**Activity**
Search the entries for the word "kept" and pull out each line that has it.

**Data to use**
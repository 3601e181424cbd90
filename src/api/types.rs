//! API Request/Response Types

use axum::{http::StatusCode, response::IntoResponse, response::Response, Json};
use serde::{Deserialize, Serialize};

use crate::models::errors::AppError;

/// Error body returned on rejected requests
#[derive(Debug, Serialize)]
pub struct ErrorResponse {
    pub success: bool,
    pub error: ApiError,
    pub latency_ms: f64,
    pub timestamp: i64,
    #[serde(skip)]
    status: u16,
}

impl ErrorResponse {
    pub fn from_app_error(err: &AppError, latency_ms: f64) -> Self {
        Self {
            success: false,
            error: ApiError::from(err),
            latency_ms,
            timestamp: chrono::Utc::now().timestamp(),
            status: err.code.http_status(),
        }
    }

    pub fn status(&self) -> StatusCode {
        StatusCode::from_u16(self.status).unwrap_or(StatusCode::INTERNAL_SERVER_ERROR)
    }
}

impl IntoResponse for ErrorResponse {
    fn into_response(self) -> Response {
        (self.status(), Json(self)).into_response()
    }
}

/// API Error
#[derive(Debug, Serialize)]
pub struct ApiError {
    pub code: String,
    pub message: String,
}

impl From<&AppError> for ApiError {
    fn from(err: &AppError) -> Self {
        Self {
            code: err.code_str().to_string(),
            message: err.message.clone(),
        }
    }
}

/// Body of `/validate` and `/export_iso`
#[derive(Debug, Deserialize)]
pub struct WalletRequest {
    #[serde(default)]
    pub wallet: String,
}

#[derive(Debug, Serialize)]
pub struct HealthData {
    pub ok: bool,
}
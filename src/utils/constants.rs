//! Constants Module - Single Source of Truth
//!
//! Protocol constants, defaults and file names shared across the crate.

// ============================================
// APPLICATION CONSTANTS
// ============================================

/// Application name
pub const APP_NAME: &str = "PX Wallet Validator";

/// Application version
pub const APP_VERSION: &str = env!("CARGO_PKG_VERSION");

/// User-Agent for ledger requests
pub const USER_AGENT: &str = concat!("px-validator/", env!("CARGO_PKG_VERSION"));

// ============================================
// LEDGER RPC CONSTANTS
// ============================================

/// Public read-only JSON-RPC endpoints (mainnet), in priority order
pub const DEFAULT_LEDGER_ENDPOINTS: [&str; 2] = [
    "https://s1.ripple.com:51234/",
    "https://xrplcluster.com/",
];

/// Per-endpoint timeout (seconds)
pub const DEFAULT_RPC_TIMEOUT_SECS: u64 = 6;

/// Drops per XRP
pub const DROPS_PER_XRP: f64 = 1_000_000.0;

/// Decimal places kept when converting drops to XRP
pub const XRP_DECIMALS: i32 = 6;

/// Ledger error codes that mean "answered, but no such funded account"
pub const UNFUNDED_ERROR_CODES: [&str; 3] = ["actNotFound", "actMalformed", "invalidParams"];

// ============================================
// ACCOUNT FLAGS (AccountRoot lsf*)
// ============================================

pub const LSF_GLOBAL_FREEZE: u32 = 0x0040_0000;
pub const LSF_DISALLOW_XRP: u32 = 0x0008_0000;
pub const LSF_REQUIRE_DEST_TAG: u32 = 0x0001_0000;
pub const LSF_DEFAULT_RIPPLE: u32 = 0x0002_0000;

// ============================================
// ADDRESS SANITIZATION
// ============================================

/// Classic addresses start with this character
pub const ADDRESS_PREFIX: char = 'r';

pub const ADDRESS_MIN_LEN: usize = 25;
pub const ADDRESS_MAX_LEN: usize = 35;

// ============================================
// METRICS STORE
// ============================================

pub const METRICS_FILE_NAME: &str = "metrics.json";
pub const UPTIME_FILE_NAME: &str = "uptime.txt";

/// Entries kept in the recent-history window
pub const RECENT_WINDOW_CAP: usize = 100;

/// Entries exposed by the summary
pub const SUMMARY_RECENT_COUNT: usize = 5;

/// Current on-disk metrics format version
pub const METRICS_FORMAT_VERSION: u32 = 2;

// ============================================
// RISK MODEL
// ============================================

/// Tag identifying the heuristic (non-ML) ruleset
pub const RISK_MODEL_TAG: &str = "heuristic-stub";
* * *
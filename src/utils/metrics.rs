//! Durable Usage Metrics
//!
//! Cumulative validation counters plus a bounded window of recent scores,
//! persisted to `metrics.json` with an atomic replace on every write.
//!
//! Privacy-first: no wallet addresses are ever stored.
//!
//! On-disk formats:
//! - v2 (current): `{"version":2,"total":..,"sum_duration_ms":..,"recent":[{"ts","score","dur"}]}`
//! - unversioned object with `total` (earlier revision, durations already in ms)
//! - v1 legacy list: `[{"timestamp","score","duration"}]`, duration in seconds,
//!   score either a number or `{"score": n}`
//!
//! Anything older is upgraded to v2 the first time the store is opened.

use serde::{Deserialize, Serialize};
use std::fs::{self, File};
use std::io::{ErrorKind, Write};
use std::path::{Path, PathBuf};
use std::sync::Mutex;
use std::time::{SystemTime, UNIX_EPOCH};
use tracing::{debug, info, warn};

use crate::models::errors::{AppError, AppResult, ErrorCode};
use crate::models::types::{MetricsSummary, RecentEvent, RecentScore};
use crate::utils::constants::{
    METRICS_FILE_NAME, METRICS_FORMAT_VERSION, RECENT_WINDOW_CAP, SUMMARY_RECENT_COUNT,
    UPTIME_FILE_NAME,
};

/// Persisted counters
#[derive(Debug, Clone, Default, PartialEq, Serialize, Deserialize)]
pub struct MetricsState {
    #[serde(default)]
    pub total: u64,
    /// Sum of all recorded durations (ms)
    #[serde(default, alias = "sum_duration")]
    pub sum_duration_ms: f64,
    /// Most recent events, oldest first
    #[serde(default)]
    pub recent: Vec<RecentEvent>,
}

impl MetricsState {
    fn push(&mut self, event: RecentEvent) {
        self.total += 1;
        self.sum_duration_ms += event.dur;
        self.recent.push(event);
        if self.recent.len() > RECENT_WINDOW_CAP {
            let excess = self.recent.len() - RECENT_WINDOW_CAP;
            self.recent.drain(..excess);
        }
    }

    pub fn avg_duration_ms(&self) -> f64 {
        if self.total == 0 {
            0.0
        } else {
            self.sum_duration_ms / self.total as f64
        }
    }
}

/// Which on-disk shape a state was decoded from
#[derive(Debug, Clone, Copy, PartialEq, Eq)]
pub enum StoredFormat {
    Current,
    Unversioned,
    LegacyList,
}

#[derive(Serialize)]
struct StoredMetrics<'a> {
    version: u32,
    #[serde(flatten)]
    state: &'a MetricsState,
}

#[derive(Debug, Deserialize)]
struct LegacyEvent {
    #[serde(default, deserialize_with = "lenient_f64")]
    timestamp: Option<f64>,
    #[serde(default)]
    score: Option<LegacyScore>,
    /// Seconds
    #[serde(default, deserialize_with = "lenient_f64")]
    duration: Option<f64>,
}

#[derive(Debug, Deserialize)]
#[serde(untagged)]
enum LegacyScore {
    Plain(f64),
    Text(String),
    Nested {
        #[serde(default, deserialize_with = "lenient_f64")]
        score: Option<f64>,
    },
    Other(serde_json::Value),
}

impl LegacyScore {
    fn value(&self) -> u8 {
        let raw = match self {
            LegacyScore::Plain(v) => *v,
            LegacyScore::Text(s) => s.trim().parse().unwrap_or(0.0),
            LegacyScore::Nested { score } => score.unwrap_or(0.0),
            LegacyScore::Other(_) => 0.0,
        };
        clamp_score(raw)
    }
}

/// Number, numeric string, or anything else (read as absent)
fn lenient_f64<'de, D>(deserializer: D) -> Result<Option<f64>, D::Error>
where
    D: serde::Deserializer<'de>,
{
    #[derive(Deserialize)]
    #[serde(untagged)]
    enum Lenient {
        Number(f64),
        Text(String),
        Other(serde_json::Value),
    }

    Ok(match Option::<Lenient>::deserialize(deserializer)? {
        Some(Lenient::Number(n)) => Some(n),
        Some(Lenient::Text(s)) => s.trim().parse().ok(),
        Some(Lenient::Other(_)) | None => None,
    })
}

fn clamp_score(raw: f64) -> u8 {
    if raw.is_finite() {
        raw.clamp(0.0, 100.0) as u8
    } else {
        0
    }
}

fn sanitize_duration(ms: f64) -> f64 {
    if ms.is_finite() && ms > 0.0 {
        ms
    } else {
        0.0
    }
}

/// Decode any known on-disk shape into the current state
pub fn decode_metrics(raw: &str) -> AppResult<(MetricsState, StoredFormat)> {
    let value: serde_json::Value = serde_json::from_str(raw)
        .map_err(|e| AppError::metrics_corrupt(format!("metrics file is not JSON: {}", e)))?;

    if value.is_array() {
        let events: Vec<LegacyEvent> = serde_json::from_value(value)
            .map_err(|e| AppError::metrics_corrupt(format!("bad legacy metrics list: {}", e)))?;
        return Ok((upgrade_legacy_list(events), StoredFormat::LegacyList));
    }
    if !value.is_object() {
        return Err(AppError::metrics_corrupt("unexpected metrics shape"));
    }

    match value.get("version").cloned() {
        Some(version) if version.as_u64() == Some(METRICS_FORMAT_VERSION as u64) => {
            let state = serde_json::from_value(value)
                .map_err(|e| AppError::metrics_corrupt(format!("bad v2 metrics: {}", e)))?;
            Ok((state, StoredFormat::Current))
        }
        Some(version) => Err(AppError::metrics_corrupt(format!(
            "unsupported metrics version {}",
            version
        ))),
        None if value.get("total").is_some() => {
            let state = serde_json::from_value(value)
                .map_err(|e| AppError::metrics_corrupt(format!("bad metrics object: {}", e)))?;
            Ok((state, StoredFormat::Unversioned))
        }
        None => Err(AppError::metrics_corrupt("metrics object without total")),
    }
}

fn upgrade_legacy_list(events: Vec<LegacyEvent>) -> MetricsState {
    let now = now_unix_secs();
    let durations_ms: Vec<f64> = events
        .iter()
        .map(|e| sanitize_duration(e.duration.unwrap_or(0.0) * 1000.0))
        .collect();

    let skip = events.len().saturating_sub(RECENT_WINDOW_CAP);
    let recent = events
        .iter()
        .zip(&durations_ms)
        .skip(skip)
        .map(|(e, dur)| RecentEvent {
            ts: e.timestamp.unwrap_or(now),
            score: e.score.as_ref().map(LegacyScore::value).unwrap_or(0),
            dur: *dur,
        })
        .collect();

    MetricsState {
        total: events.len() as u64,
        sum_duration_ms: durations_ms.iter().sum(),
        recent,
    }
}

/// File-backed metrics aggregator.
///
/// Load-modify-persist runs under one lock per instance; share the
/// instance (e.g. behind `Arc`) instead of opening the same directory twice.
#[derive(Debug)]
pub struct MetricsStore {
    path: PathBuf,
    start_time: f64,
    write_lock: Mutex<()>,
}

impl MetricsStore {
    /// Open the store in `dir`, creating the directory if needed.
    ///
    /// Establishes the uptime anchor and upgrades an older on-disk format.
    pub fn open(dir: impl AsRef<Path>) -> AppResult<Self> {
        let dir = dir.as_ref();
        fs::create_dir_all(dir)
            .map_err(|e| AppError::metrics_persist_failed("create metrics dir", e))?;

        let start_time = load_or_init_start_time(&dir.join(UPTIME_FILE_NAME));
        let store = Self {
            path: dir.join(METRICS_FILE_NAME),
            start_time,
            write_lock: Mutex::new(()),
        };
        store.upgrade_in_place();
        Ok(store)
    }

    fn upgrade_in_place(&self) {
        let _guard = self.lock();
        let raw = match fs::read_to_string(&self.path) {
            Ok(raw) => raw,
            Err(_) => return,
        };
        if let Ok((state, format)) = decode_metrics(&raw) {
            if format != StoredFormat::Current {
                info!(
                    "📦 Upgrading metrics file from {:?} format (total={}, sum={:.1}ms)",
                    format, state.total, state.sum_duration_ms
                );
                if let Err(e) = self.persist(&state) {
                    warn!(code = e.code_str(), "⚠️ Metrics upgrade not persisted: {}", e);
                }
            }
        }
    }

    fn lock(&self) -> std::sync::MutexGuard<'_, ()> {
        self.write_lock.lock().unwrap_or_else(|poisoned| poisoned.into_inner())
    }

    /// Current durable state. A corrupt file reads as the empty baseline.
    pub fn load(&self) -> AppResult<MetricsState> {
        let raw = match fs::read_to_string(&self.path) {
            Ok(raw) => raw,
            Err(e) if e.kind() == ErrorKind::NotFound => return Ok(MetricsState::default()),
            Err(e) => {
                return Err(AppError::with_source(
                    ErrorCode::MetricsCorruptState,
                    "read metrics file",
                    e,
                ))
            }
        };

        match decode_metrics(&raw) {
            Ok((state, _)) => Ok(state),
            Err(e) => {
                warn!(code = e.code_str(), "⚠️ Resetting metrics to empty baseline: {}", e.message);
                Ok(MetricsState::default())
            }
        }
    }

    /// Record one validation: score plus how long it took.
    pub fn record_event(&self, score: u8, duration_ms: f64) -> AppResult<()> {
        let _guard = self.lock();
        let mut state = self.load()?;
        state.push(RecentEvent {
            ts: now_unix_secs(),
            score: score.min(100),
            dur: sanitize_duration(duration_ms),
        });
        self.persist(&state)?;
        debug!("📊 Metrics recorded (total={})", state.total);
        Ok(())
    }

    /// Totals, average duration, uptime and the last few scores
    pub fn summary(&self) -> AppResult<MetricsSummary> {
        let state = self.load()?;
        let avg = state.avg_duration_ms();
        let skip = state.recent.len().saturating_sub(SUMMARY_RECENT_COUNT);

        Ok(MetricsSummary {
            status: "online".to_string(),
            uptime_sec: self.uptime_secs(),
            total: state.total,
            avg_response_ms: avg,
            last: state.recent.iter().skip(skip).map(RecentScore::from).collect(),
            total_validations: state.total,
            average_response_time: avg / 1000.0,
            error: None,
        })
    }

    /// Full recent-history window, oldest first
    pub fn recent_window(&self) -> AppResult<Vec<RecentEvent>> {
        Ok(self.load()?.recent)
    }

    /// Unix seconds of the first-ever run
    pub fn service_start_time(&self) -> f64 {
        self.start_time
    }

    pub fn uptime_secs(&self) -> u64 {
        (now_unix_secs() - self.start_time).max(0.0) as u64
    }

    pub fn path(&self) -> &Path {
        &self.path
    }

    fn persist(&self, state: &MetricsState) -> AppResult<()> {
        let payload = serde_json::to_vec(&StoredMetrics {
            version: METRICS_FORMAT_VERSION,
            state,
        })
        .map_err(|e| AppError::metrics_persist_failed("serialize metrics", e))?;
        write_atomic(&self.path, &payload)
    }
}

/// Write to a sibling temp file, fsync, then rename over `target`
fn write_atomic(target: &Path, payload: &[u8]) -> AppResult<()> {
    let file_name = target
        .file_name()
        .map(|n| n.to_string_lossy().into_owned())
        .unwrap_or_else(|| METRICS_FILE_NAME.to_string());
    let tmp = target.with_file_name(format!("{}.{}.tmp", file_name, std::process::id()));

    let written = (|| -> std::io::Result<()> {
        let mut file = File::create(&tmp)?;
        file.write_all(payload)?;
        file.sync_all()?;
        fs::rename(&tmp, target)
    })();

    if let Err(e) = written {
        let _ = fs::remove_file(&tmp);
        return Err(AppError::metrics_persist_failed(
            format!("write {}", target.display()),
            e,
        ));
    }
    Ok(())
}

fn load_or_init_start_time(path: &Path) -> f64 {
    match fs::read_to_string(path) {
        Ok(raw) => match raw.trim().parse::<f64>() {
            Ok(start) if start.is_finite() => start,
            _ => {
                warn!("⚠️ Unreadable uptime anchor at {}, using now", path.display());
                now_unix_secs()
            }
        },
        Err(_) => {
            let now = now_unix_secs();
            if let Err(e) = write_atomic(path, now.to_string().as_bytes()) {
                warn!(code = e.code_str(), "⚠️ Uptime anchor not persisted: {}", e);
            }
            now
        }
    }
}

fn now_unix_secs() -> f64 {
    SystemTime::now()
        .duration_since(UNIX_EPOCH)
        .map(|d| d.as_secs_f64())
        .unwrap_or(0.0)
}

**Result**
/// Decimal places kept when converting drops to XRP
/// Entries kept in the recent-history window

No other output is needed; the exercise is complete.